An outspoken supporter of the Arbitration Act is B'nai Brith Canada, a Jewish human rights organization. Exactly whose human rights they are interested in was brought out by Evelyn Brook, president of the Coalition of Jewish Women for the Get (divorce) in Montreal, who expressed grave doubts that Jewish women could trust a Jewish religious court.

The former Ontario Attorney General Marion Boyd is finalizing her review of the Arbitration Act, at the request of Ontario Premier Dalton McGuinty. Her report and suggestions for changes is due as we go to press. At the same time, Salam Elmenyawi, head of the Muslim Council of Montreal, is holding talks with the Quebec justice department to bring binding Shari'a arbitration to Quebec.

Why is this cancer spreading in the West?
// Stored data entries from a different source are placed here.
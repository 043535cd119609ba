use crate::errors::StoreError;
use bson::{Bson, Document};

/// Converts values between their in-memory and wire-safe representations.
///
/// Round-tripping a value through `serialize` then `deserialize` must be lossless for every
/// value the store persists.
pub trait DocumentCodec: Send + Sync {
    fn serialize(&self, value: &Bson) -> Bson;
    fn deserialize(&self, value: &Bson) -> Bson;
}

/// Identity codec: values are already plain BSON.
#[derive(Debug, Default, Clone, Copy)]
pub struct PlainCodec;

impl DocumentCodec for PlainCodec {
    fn serialize(&self, value: &Bson) -> Bson {
        value.clone()
    }

    fn deserialize(&self, value: &Bson) -> Bson {
        value.clone()
    }
}

pub(crate) fn to_document(codec: &dyn DocumentCodec, doc: &Document) -> Result<Document, StoreError> {
    match codec.serialize(&Bson::Document(doc.clone())) {
        Bson::Document(d) => Ok(d),
        other => Err(StoreError::Codec(format!("serializer turned a document into {other}"))),
    }
}

pub(crate) fn from_document(codec: &dyn DocumentCodec, doc: &Document) -> Result<Document, StoreError> {
    match codec.deserialize(&Bson::Document(doc.clone())) {
        Bson::Document(d) => Ok(d),
        other => Err(StoreError::Codec(format!("deserializer turned a document into {other}"))),
    }
}
use bson::Bson;

use super::operators::Operator;

/// A parsed, validated query. Produced by [`super::QueryCompiler::parse`].
///
/// The root node is always `Fields` or `Operators` holding only combinators.
#[derive(Debug, Clone, PartialEq)]
pub struct Query {
    pub(crate) root: QueryNode,
}

impl Query {
    #[must_use]
    pub const fn root(&self) -> &QueryNode {
        &self.root
    }

    /// A query with no conditions.
    #[must_use]
    pub const fn all() -> Self {
        Self { root: QueryNode::Fields(Vec::new()) }
    }
}

/// One level of a query, already disambiguated.
#[derive(Debug, Clone, PartialEq)]
pub enum QueryNode {
    /// A plain value with no explicit operator.
    Value(Bson),
    /// Attribute names, each extending the path. Empty means "no restriction".
    Fields(Vec<(String, QueryNode)>),
    /// Operators applied to the current path, in input order.
    Operators(Vec<OperatorClause>),
}

#[derive(Debug, Clone, PartialEq)]
pub enum OperatorClause {
    Compare { operator: Operator, value: Bson },
    Quantify { operator: Operator, node: Box<QueryNode> },
    Combine { operator: Operator, nodes: Vec<QueryNode> },
}

/// A compiled `(path, operator, value)` triple.
///
/// Nested expression paths are relative to the enclosing expression's path; `""` denotes
/// the value at that path itself.
#[derive(Debug, Clone, PartialEq)]
pub struct Expression {
    pub path: String,
    pub operator: Operator,
    pub value: ExpressionValue,
}

#[derive(Debug, Clone, PartialEq)]
pub enum ExpressionValue {
    Plain(Bson),
    Nested(Vec<Expression>),
    NestedList(Vec<Vec<Expression>>),
}

impl Expression {
    #[must_use]
    pub fn new(path: impl Into<String>, operator: Operator, value: ExpressionValue) -> Self {
        Self { path: path.into(), operator, value }
    }

    /// `[path, operator, value]`, with nested expressions rendered the same way.
    #[must_use]
    pub fn to_bson(&self) -> Bson {
        let value = match &self.value {
            ExpressionValue::Plain(v) => v.clone(),
            ExpressionValue::Nested(exprs) => expressions_to_bson(exprs),
            ExpressionValue::NestedList(lists) => {
                Bson::Array(lists.iter().map(|l| expressions_to_bson(l)).collect())
            }
        };
        Bson::Array(vec![Bson::String(self.path.clone()), Bson::String(self.operator.token().to_string()), value])
    }
}

#[must_use]
pub fn expressions_to_bson(expressions: &[Expression]) -> Bson {
    Bson::Array(expressions.iter().map(Expression::to_bson).collect())
}
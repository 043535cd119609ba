use bson::{Bson, Document, bson, doc};
use docstore::store::{DocumentCodec, SaveOptions, TraceOutcome};
use docstore::{
    AttributeSelector, DeleteOptions, FindOptions, LoadOptions, MemoryBackend, SortSpec,
    StorableType, Store, StoreConfig, StoreError, TraceCollector,
};
use std::sync::Arc;

fn movies() -> (Store, Arc<MemoryBackend>) {
    let backend = Arc::new(MemoryBackend::new());
    let store = Store::new(backend.clone());
    store
        .register_storable(StorableType::new("Movie").with_collection("movies"))
        .unwrap();
    (store, backend)
}

async fn seed(store: &Store) {
    for (id, title, year) in [("m1", "Alien", 1979), ("m2", "Aliens", 1986), ("m3", "Heat", 1995)] {
        store
            .save("Movie", &doc! {"id": id, "title": title, "year": year}, &SaveOptions::new_record())
            .await
            .unwrap();
    }
}

#[tokio::test]
async fn create_never_overwrites() {
    let (store, backend) = movies();
    seed(&store).await;
    let err = store
        .save("Movie", &doc! {"id": "m1", "title": "Other"}, &SaveOptions::new_record())
        .await
        .unwrap_err();
    assert!(matches!(err, StoreError::AlreadyExistsInStore { ref collection, .. } if collection == "movies"));
    assert_eq!(err.code(), "ALREADY_EXISTS_IN_STORE");
    assert_eq!(backend.snapshot("movies")[0], doc! {"id": "m1", "title": "Alien", "year": 1979});

    let quiet = SaveOptions { throw_if_exists: Some(false), ..SaveOptions::new_record() };
    assert!(!store.save("Movie", &doc! {"id": "m1"}, &quiet).await.unwrap());
}

#[tokio::test]
async fn create_strips_undefined_fields() {
    let (store, backend) = movies();
    store
        .save("Movie", &doc! {"id": "m9", "title": "Draft", "year": Bson::Undefined}, &SaveOptions::new_record())
        .await
        .unwrap();
    assert_eq!(backend.snapshot("movies"), vec![doc! {"id": "m9", "title": "Draft"}]);
}

#[tokio::test]
async fn load_and_delete_report_absence() {
    let (store, _) = movies();
    let id = doc! {"id": "nope"};
    assert!(matches!(
        store.load("Movie", &id, &LoadOptions::default()).await,
        Err(StoreError::MissingFromStore { .. })
    ));
    assert!(matches!(
        store.delete("Movie", &id, &DeleteOptions::default()).await,
        Err(StoreError::MissingFromStore { .. })
    ));
    let lenient = LoadOptions { throw_if_missing: false, ..LoadOptions::default() };
    assert_eq!(store.load("Movie", &id, &lenient).await.unwrap(), None);
    let lenient = DeleteOptions { throw_if_missing: false };
    assert!(!store.delete("Movie", &id, &lenient).await.unwrap());
}

#[tokio::test]
async fn load_projects_but_keeps_identifier() {
    let (store, _) = movies();
    seed(&store).await;
    let opts = LoadOptions {
        attribute_selector: AttributeSelector::normalize(&bson!({"title": true})).unwrap(),
        ..LoadOptions::default()
    };
    let loaded = store.load("Movie", &doc! {"id": "m2"}, &opts).await.unwrap();
    assert_eq!(loaded, Some(doc! {"id": "m2", "title": "Aliens"}));
    let nothing = LoadOptions { attribute_selector: AttributeSelector::Nothing, ..LoadOptions::default() };
    assert_eq!(store.load("Movie", &doc! {"id": "m2"}, &nothing).await.unwrap(), Some(doc! {"id": "m2"}));
}

#[tokio::test]
async fn update_patches_existing_record() {
    let (store, backend) = movies();
    seed(&store).await;
    let changes = doc! {"id": "m1", "title": "Alien (1979)", "year": Bson::Undefined};
    assert!(store.save("Movie", &changes, &SaveOptions::existing_record()).await.unwrap());
    assert_eq!(backend.snapshot("movies")[0], doc! {"id": "m1", "title": "Alien (1979)"});

    let missing = doc! {"id": "m404", "title": "Ghost"};
    assert!(matches!(
        store.save("Movie", &missing, &SaveOptions::existing_record()).await,
        Err(StoreError::MissingFromStore { .. })
    ));
}

#[tokio::test]
async fn contradictory_save_flags_fail_before_io() {
    let (store, backend) = movies();
    let opts = SaveOptions { is_new: true, throw_if_missing: Some(true), throw_if_exists: None };
    let err = store.save("Movie", &doc! {"id": "m1"}, &opts).await.unwrap_err();
    assert!(matches!(err, StoreError::InvalidOptions(_)));
    assert!(err.is_caller_error());
    assert!(backend.is_empty("movies"));
}

#[tokio::test]
async fn find_sorts_pages_and_projects() {
    let (store, _) = movies();
    seed(&store).await;
    let opts = FindOptions {
        attribute_selector: AttributeSelector::from_names(["title"]).unwrap(),
        sort: vec![SortSpec::desc("year")],
        skip: Some(1),
        limit: Some(5),
    };
    let found = store.find("Movie", &doc! {"year": {"$gte": 1979}}, &opts).await.unwrap();
    assert_eq!(found, vec![doc! {"id": "m2", "title": "Aliens"}, doc! {"id": "m1", "title": "Alien"}]);
    assert_eq!(store.count("Movie", &doc! {"title": {"$startsWith": "Alien"}}).await.unwrap(), 2);
    assert_eq!(store.count("Movie", &doc! {}).await.unwrap(), 3);
}

#[tokio::test]
async fn find_limit_is_capped_by_config() {
    let backend = Arc::new(MemoryBackend::new());
    let config = StoreConfig { max_limit: 2, ..StoreConfig::default() };
    let store = Store::with_config(backend, &config).unwrap();
    store.register_storable(StorableType::new("Movie")).unwrap();
    seed(&store).await;
    let all = store.find("Movie", &doc! {}, &FindOptions::default()).await.unwrap();
    assert_eq!(all.len(), 2);
}

#[tokio::test]
async fn query_errors_surface_unchanged() {
    let (store, _) = movies();
    assert!(matches!(
        store.find("Movie", &doc! {"$equal": 1}, &FindOptions::default()).await,
        Err(StoreError::UnsupportedRootOperator { .. })
    ));
    assert!(matches!(
        store.count("Actor", &doc! {}).await,
        Err(StoreError::UnknownStorable(_))
    ));
    assert!(matches!(
        store.save("Movie", &doc! {"title": "No id"}, &SaveOptions::new_record()).await,
        Err(StoreError::MissingIdentifier(_))
    ));
}

#[tokio::test]
async fn tracing_records_calls_in_order() {
    let (store, _) = movies();
    let collector = TraceCollector::new();
    let traced = store.traced(&collector);
    traced
        .save("Movie", &doc! {"id": "m1", "title": "Alien"}, &SaveOptions::new_record())
        .await
        .unwrap();
    let _ = traced.load("Movie", &doc! {"id": "zzz"}, &LoadOptions::default()).await;
    traced.count("Movie", &doc! {}).await.unwrap();
    store.count("Movie", &doc! {}).await.unwrap();

    let entries = collector.take();
    let ops: Vec<_> = entries.iter().map(|e| e.operation.as_str()).collect();
    assert_eq!(ops, ["save", "load", "count"]);
    assert_eq!(entries[0].outcome, TraceOutcome::Ok(Bson::Boolean(true)));
    assert_eq!(entries[0].params.get_document("document").unwrap(), &doc! {"id": "m1", "title": "Alien"});
    match &entries[1].outcome {
        TraceOutcome::Err { code, .. } => assert_eq!(code, "MISSING_FROM_STORE"),
        other => panic!("unexpected {other:?}"),
    }
    assert_eq!(entries[2].outcome, TraceOutcome::Ok(Bson::Int64(1)));
    assert!(collector.is_empty());
}

#[tokio::test]
async fn custom_identifiers_are_respected() {
    let backend = Arc::new(MemoryBackend::new());
    let store = Store::new(backend.clone());
    store
        .register_storable(StorableType::new("Actor").with_identifiers(["slug"]))
        .unwrap();
    let actor: Document = doc! {"slug": "weaver", "name": "Sigourney Weaver"};
    store.save("Actor", &actor, &SaveOptions::new_record()).await.unwrap();
    let loaded = store
        .load("Actor", &doc! {"slug": "weaver"}, &LoadOptions { attribute_selector: AttributeSelector::Nothing, throw_if_missing: true })
        .await
        .unwrap();
    assert_eq!(loaded, Some(doc! {"slug": "weaver"}));
    assert!(store.delete("Actor", &doc! {"slug": "weaver"}, &DeleteOptions::default()).await.unwrap());
    assert!(backend.is_empty("Actor"));
}

#[tokio::test]
async fn large_integer_identifiers_stay_distinct() {
    let (store, backend) = movies();
    let big = 1_i64 << 53;
    store.save("Movie", &doc! {"id": big, "v": "A"}, &SaveOptions::new_record()).await.unwrap();
    assert!(store.save("Movie", &doc! {"id": big + 1, "v": "B"}, &SaveOptions::new_record()).await.unwrap());

    let loaded = store.load("Movie", &doc! {"id": big + 1}, &LoadOptions::default()).await.unwrap();
    assert_eq!(loaded, Some(doc! {"id": big + 1, "v": "B"}));
    assert_eq!(store.count("Movie", &doc! {"id": {"$greaterThan": big}}).await.unwrap(), 1);

    assert!(store.delete("Movie", &doc! {"id": big + 1}, &DeleteOptions::default()).await.unwrap());
    assert_eq!(backend.snapshot("movies"), vec![doc! {"id": big, "v": "A"}]);
}

#[tokio::test]
async fn update_of_absent_record_can_be_quiet() {
    let (store, backend) = movies();
    let quiet = SaveOptions { is_new: false, throw_if_missing: Some(false), throw_if_exists: None };
    assert!(!store.save("Movie", &doc! {"id": "m404", "title": "Ghost"}, &quiet).await.unwrap());
    assert!(backend.is_empty("movies"));
}

#[tokio::test]
async fn tracing_records_find_and_delete() {
    let (store, _) = movies();
    seed(&store).await;
    let collector = TraceCollector::new();
    let traced = store.traced(&collector);
    let opts = FindOptions {
        attribute_selector: AttributeSelector::from_names(["title"]).unwrap(),
        sort: vec![SortSpec::asc("year")],
        skip: None,
        limit: Some(1),
    };
    traced.find("Movie", &doc! {"year": {"$lt": 1990}}, &opts).await.unwrap();
    traced.delete("Movie", &doc! {"id": "m3"}, &DeleteOptions::default()).await.unwrap();
    let _ = traced.delete("Movie", &doc! {"id": "m3"}, &DeleteOptions::default()).await;

    let entries = collector.entries();
    assert_eq!(entries.len(), 3);
    assert_eq!(entries[0].operation, "find");
    assert_eq!(entries[0].params.get_document("query").unwrap(), &doc! {"year": {"$lt": 1990}});
    let find_opts = entries[0].params.get_document("options").unwrap();
    assert_eq!(find_opts.get_document("sort").unwrap(), &doc! {"year": 1});
    assert_eq!(find_opts.get_i64("limit").unwrap(), 1);
    assert_eq!(
        entries[0].outcome,
        TraceOutcome::Ok(bson!([{"id": "m1", "title": "Alien"}]))
    );

    assert_eq!(entries[1].operation, "delete");
    assert_eq!(entries[1].params.get_document("identifier").unwrap(), &doc! {"id": "m3"});
    assert_eq!(entries[1].outcome, TraceOutcome::Ok(Bson::Boolean(true)));
    assert!(entries[2].is_err());
}

/// Stores `year` under the backend name `released`.
struct RenameYear;

fn rename(value: &Bson, from: &str, to: &str) -> Bson {
    match value {
        Bson::Document(d) => Bson::Document(
            d.iter()
                .map(|(k, v)| (if k == from { to.to_string() } else { k.clone() }, v.clone()))
                .collect(),
        ),
        other => other.clone(),
    }
}

impl DocumentCodec for RenameYear {
    fn serialize(&self, value: &Bson) -> Bson {
        rename(value, "year", "released")
    }

    fn deserialize(&self, value: &Bson) -> Bson {
        rename(value, "released", "year")
    }
}

#[tokio::test]
async fn sort_goes_through_the_codec() {
    let backend = Arc::new(MemoryBackend::new());
    let store = Store::new(backend.clone()).with_codec(Arc::new(RenameYear));
    store.register_storable(StorableType::new("Movie").with_collection("movies")).unwrap();
    seed(&store).await;
    assert_eq!(backend.snapshot("movies")[0], doc! {"id": "m1", "title": "Alien", "released": 1979});

    let opts = FindOptions { sort: vec![SortSpec::desc("year")], ..FindOptions::default() };
    let found = store.find("Movie", &doc! {"year": {"$gt": 1980}}, &opts).await.unwrap();
    let ids: Vec<_> = found.iter().map(|d| d.get_str("id").unwrap()).collect();
    assert_eq!(ids, ["m3", "m2"]);
    assert_eq!(found[0].get_i32("year").unwrap(), 1995);
}
//! Query compilation and document projection for a document store.
//!
//! Callers describe records with plain BSON documents: nested attribute queries, attribute
//! selectors and sparse updates. The [`Store`] facade turns them into backend-neutral
//! [`Expression`]s, [`Projection`]s and [`DocumentPatch`]es and hands those to a
//! [`StoreBackend`]. [`MemoryBackend`] is a complete in-process backend.

pub mod config;
pub mod errors;
pub mod logger;
pub mod memory;
pub mod patch;
pub mod projection;
pub mod query;
pub mod selector;
pub mod store;

pub use config::StoreConfig;
pub use errors::{BackendError, StoreError};
pub use memory::MemoryBackend;
pub use patch::{DocumentPatch, build_document_patch};
pub use projection::{Projection, build_projection};
pub use query::{Expression, ExpressionValue, Operator, OperatorRegistry, QueryCompiler};
pub use selector::{AttributeSelector, pick};
pub use store::{
    DeleteOptions, FindOptions, LoadOptions, SaveOptions, SortSpec, StorableType, Store,
    StoreBackend, TraceCollector,
};

/// Initializes logging from the `DOCSTORE_LOG_*` environment variables.
///
/// # Errors
/// Returns an error if the log directory cannot be created or a logger is already set.
pub fn init() -> Result<(), Box<dyn std::error::Error>> {
    logger::configure_from_env()?;
    Ok(())
}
The truth is that religious fundamentalism is not a foreign doctrine that's relegated to the Middle East, Africa, or developing countries. It resides in style in the U.S. and other so-called "Christian countries." This is seen, for example, in how the U.S. and the Vatican happily join hands with repressive theocratic states like Saudi Arabia, Sudan, and Iran when it comes to driving women back to the dark ages, as well as stifling all movements for human liberation. The absolute opposite of such retrogression is not Western governments which easily succumb to arguments of cultural relativism. The absolute opposite is a new truly human society and those committed to fight for it.